Shell companies share characteristics that can assist investigators, such as:
A short existence
A low number of temporary workers employed
Little or no financial information
The Quantexa Shell Detection tool assigns each company a probability score to indicate its likelihood of being a Shell. The Shell Detection tool is trained on Corporate Registry data processed by Quantexa’s Entity Resolution.
Its methodology uses a Semi-supervised model. The machine learning based tool is trained and tested on multiple jurisdictions (inc. UK and Singapore). Here, different models have been trained on different data sources, from Bureau van Dijk and D&B Open Corporates, with labels for each data source selected with assistance from Subject Matter Experts (SMEs)
The UK jurisdiction, for example, includes a wide variety of different types of shell companies. Because of this, even a limited number of financial features can dramatically affect model performance. Therefore, for the UK, the Shell Detection tool offers two separate models to train and score the financial Documents and non-financial Documents.
The algorithm used for every model is XGBoost.
The model is explainable – the key drivers for each prediction can be surfaced from the model.
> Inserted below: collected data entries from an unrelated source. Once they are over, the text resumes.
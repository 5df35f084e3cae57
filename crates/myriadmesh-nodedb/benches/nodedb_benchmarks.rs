//! NodeDB query benchmarks.
//!
//! Closest-node lookups over tables of random identities.

use criterion::{black_box, criterion_group, criterion_main, BenchmarkId, Criterion};
use myriadmesh_nodedb::{DiskExecutor, DiskJob, NodeTable, RouterContact, K};
use myriadmesh_protocol::NodeId;
use std::sync::Arc;

fn table_with(size: usize) -> NodeTable {
    let disk: Arc<dyn DiskExecutor> = Arc::new(|job: DiskJob| job());
    let mut table = NodeTable::new(None, disk, 0, 0);
    for _ in 0..size {
        table.put(RouterContact::new(NodeId::random(), "bench", 0, u64::MAX), 0);
    }
    table
}

fn bench_closest(c: &mut Criterion) {
    let mut group = c.benchmark_group("nodedb/closest_to");

    for size in [100usize, 1_000, 10_000] {
        let table = table_with(size);
        let target = NodeId::random();
        group.bench_with_input(BenchmarkId::from_parameter(size), &table, |b, table| {
            b.iter(|| table.closest_to(black_box(&target)).map(|rc| rc.pubkey));
        });
    }

    group.finish();
}

fn bench_many_closest(c: &mut Criterion) {
    let mut group = c.benchmark_group("nodedb/many_closest_to");

    for size in [100usize, 1_000, 10_000] {
        let table = table_with(size);
        let target = NodeId::random();
        group.bench_with_input(BenchmarkId::from_parameter(size), &table, |b, table| {
            b.iter(|| table.many_closest_to(black_box(&target), K));
        });
    }

    group.finish();
}

criterion_group!(benches, bench_closest, bench_many_closest);
criterion_main!(benches);
//! NodeDB configuration

use serde::{Deserialize, Serialize};
use std::path::PathBuf;

/// Default network id
pub const DEFAULT_NETID: &str = "myriadmesh";

/// Default periodic flush interval (5 minutes)
pub const DEFAULT_FLUSH_INTERVAL_SECS: u64 = 300;

/// Directory name used by older releases for the contact store
pub const LEGACY_DIR_NAME: &str = "netdb";

#[derive(Debug, Clone, PartialEq, Serialize, Deserialize)]
#[serde(default)]
pub struct NodeDbConfig {
    /// Root of the on-disk store; `None` keeps everything in memory
    pub root: Option<PathBuf>,

    /// Only contacts from this network are loaded
    pub netid: String,

    /// Seconds between periodic flushes; 0 disables them
    pub flush_interval_secs: u64,

    /// Sibling directory migrated into `root` when `root` is missing
    pub legacy_dir_name: String,
}

impl Default for NodeDbConfig {
    fn default() -> Self {
        NodeDbConfig {
            root: None,
            netid: DEFAULT_NETID.to_string(),
            flush_interval_secs: DEFAULT_FLUSH_INTERVAL_SECS,
            legacy_dir_name: LEGACY_DIR_NAME.to_string(),
        }
    }
}

impl NodeDbConfig {
    /// Disk-backed config rooted at `root`
    pub fn with_root(root: impl Into<PathBuf>) -> Self {
        NodeDbConfig {
            root: Some(root.into()),
            ..Default::default()
        }
    }

    pub fn flush_interval_ms(&self) -> u64 {
        self.flush_interval_secs.saturating_mul(1000)
    }
}
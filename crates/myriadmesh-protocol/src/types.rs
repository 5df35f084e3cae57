//! Core protocol types

use serde::{Deserialize, Serialize};
use std::cmp::Ordering;
use std::fmt;

use crate::error::{ProtocolError, Result};

/// Size of a node ID in bytes (32 bytes / 256 bits)
pub const NODE_ID_SIZE: usize = 32;

/// A unique identifier for a node in the MyriadMesh network
///
/// The identifier is the node's Ed25519 public key, so it doubles as the
/// verification key for everything the node signs.
#[derive(Clone, Copy, PartialEq, Eq, Hash, Serialize, Deserialize, PartialOrd, Ord)]
pub struct NodeId([u8; NODE_ID_SIZE]);

impl NodeId {
    /// The all-zero identifier
    pub const ZERO: NodeId = NodeId([0u8; NODE_ID_SIZE]);

    /// Create a NodeId from a byte array
    pub fn from_bytes(bytes: [u8; NODE_ID_SIZE]) -> Self {
        NodeId(bytes)
    }

    /// Create a NodeId from a slice, which must be exactly 32 bytes
    pub fn from_slice(bytes: &[u8]) -> Result<Self> {
        let arr: [u8; NODE_ID_SIZE] = bytes
            .try_into()
            .map_err(|_| ProtocolError::InvalidNodeIdLength(bytes.len()))?;
        Ok(NodeId(arr))
    }

    /// Generate a random NodeId
    pub fn random() -> Self {
        NodeId(rand::random())
    }

    /// Get the bytes of this NodeId
    pub fn as_bytes(&self) -> &[u8; NODE_ID_SIZE] {
        &self.0
    }

    /// Convert to hex string
    ///
    /// This is the canonical text form used for file names and logs.
    pub fn to_hex(&self) -> String {
        hex::encode(self.0)
    }

    /// Parse from hex string
    pub fn from_hex(s: &str) -> Result<Self> {
        let bytes = hex::decode(s).map_err(|e| ProtocolError::InvalidHex(e.to_string()))?;
        Self::from_slice(&bytes)
    }

    /// Calculate XOR distance between two node IDs (for Kademlia DHT)
    pub fn distance(&self, other: &NodeId) -> [u8; NODE_ID_SIZE] {
        let mut result = [0u8; NODE_ID_SIZE];
        for (i, item) in result.iter_mut().enumerate() {
            *item = self.0[i] ^ other.0[i];
        }
        result
    }
}

impl fmt::Debug for NodeId {
    fn fmt(&self, f: &mut fmt::Formatter<'_>) -> fmt::Result {
        write!(f, "NodeId({})", self.to_hex())
    }
}

impl fmt::Display for NodeId {
    fn fmt(&self, f: &mut fmt::Formatter<'_>) -> fmt::Result {
        write!(f, "{}", &self.to_hex()[..16])
    }
}

/// Orders identities by their XOR distance to a fixed target.
///
/// Distances compare as 256-bit big-endian unsigned integers, which is the
/// same as comparing the XOR byte arrays lexicographically.
#[derive(Debug, Clone, Copy)]
pub struct XorMetric {
    target: NodeId,
}

impl XorMetric {
    pub fn new(target: NodeId) -> Self {
        XorMetric { target }
    }

    /// Distance of `id` to the target
    pub fn distance(&self, id: &NodeId) -> [u8; NODE_ID_SIZE] {
        self.target.distance(id)
    }

    /// Compare two identities by closeness to the target
    pub fn compare(&self, a: &NodeId, b: &NodeId) -> Ordering {
        self.distance(a).cmp(&self.distance(b))
    }

    /// True iff `a` is strictly closer to the target than `b`
    pub fn is_closer(&self, a: &NodeId, b: &NodeId) -> bool {
        self.compare(a, b) == Ordering::Less
    }
}

/// Network adapter type identifier
#[derive(Debug, Clone, Copy, PartialEq, Eq, Hash, Serialize, Deserialize)]
#[repr(u8)]
pub enum AdapterType {
    /// Ethernet/IP network
    Ethernet = 0x01,
    /// Bluetooth Classic
    Bluetooth = 0x02,
    /// Bluetooth Low Energy
    BluetoothLE = 0x03,
    /// Cellular (4G/5G)
    Cellular = 0x04,
    /// Wi-Fi HaLoW (802.11ah)
    WiFiHaLoW = 0x05,
    /// LoRaWAN
    LoRaWAN = 0x06,
    /// Meshtastic
    Meshtastic = 0x07,
    /// i2p overlay network
    I2P = 0x0E,
    /// Unknown/Custom adapter
    Unknown = 0xFF,
}

impl AdapterType {
    /// Create adapter type from u8
    pub fn from_u8(value: u8) -> Self {
        match value {
            0x01 => AdapterType::Ethernet,
            0x02 => AdapterType::Bluetooth,
            0x03 => AdapterType::BluetoothLE,
            0x04 => AdapterType::Cellular,
            0x05 => AdapterType::WiFiHaLoW,
            0x06 => AdapterType::LoRaWAN,
            0x07 => AdapterType::Meshtastic,
            0x0E => AdapterType::I2P,
            _ => AdapterType::Unknown,
        }
    }

    /// Convert to u8
    pub fn to_u8(self) -> u8 {
        self as u8
    }

    /// Get human-readable name
    pub fn name(&self) -> &'static str {
        match self {
            AdapterType::Ethernet => "Ethernet/IP",
            AdapterType::Bluetooth => "Bluetooth Classic",
            AdapterType::BluetoothLE => "Bluetooth LE",
            AdapterType::Cellular => "Cellular",
            AdapterType::WiFiHaLoW => "Wi-Fi HaLoW",
            AdapterType::LoRaWAN => "LoRaWAN",
            AdapterType::Meshtastic => "Meshtastic",
            AdapterType::I2P => "i2p",
            AdapterType::Unknown => "Unknown",
        }
    }
}
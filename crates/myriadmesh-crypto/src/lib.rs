//! MyriadMesh Cryptography
//!
//! Signing and verification for records published on the mesh. Nodes are
//! identified by their Ed25519 public key; every signed record carries the
//! key it must verify against.

pub mod error;
pub mod identity;

pub use error::{CryptoError, Result};
pub use identity::{verify_signature, NodeIdentity, SIGNATURE_SIZE};

/// Initialize libsodium. Safe to call more than once.
pub fn init() -> Result<()> {
    sodiumoxide::init().map_err(|_| CryptoError::InitFailed)
}
//! MyriadMesh Core Library
//!
//! Ties together the MyriadMesh components:
//! - Cryptography (identity, signing, verification)
//! - Protocol (node IDs, XOR metric, adapter types)
//! - NodeDB (signed router contacts, closest-node queries, on-disk store)

pub use myriadmesh_crypto as crypto;
pub use myriadmesh_nodedb as nodedb;
pub use myriadmesh_protocol as protocol;

pub use crypto::CryptoError;
pub use nodedb::NodeDbError;
pub use protocol::ProtocolError;

/// Initialize the MyriadMesh library
pub fn init() -> Result<(), CryptoError> {
    crypto::init()
}
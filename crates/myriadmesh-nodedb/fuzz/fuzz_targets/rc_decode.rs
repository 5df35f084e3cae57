#![no_main]

use libfuzzer_sys::fuzz_target;
use myriadmesh_nodedb::RouterContact;

fuzz_target!(|data: &[u8]| {
    // Decoding untrusted bytes must never panic or over-allocate
    if let Ok(rc) = RouterContact::from_bytes(data) {
        let _ = rc.verify_signature();
        let _ = rc.to_bytes();
    }
});
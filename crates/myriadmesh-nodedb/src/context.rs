//! Single-owner execution context for the node table
//!
//! The state is moved onto a dedicated thread when the context is spawned and
//! never leaves it. Other threads reach it only by sending closures:
//! [`IndexContext::tell`] queues a mutation and returns immediately,
//! [`IndexContext::ask`] queues a query and waits for its answer. Closures run
//! one at a time in the order they were sent, so the state needs no locking.
//!
//! Closures must never block on disk or network I/O; every asker is waiting
//! behind them.

use crate::error::{NodeDbError, Result};
use std::thread;
use tokio::sync::{mpsc, oneshot};
use tracing::{debug, warn};

type Job<S> = Box<dyn FnOnce(&mut S) + Send + 'static>;

/// Handle to a context owning a value of type `S`
pub struct IndexContext<S> {
    tx: mpsc::UnboundedSender<Job<S>>,
}

impl<S> Clone for IndexContext<S> {
    fn clone(&self) -> Self {
        IndexContext {
            tx: self.tx.clone(),
        }
    }
}

impl<S: Send + 'static> IndexContext<S> {
    /// Move `state` onto a new thread called `name`.
    ///
    /// The thread exits once every handle has been dropped.
    pub fn spawn(name: &str, mut state: S) -> Result<Self> {
        let (tx, mut rx) = mpsc::unbounded_channel::<Job<S>>();

        thread::Builder::new().name(name.to_string()).spawn(move || {
            while let Some(job) = rx.blocking_recv() {
                job(&mut state);
            }
            debug!("index context stopped");
        })?;

        Ok(IndexContext { tx })
    }

    /// Queue `work` without waiting for it
    pub fn tell<F>(&self, work: F)
    where
        F: FnOnce(&mut S) + Send + 'static,
    {
        if self.tx.send(Box::new(work)).is_err() {
            warn!("index context closed, dropping work");
        }
    }

    fn submit<F, T>(&self, work: F) -> Result<oneshot::Receiver<T>>
    where
        F: FnOnce(&mut S) -> T + Send + 'static,
        T: Send + 'static,
    {
        let (reply_tx, reply_rx) = oneshot::channel();
        self.tx
            .send(Box::new(move |state: &mut S| {
                // Asker may have given up; nothing to do then
                let _ = reply_tx.send(work(state));
            }))
            .map_err(|_| NodeDbError::ContextClosed)?;
        Ok(reply_rx)
    }

    /// Run `work` on the context and wait for its result
    pub async fn ask<F, T>(&self, work: F) -> Result<T>
    where
        F: FnOnce(&mut S) -> T + Send + 'static,
        T: Send + 'static,
    {
        self.submit(work)?
            .await
            .map_err(|_| NodeDbError::ContextClosed)
    }

    /// Like [`ask`](Self::ask) for callers outside an async runtime.
    ///
    /// Panics if called from within an async execution context.
    pub fn ask_blocking<F, T>(&self, work: F) -> Result<T>
    where
        F: FnOnce(&mut S) -> T + Send + 'static,
        T: Send + 'static,
    {
        self.submit(work)?
            .blocking_recv()
            .map_err(|_| NodeDbError::ContextClosed)
    }

    /// Has the owning thread gone away?
    pub fn is_closed(&self) -> bool {
        self.tx.is_closed()
    }
}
Enhancing predictive intelligence
At Quantexa, Composite AI informs predictive models that drives decision intelligence. We have exemplified Shell company detection utilizing a semi-supervised set of models, and looked at how supervised and unsupervised models could automate and identify general detection trends that the human eye can miss.
However, we also see how prompt methodologies and the generative knowledge enabled through LLMs can inspire new ideas and summarize knowledge, for example for Suspicious Activity Reports, when grounded on organizational knowledge such as that provided by a knowledge graph. In this way, generative AI can facilitate predictive workflows when combined with predictive models and contextual intelligence.
1Gartner Article, When Not to Use Generative AI, By Ava McCartney, April 23, 2024.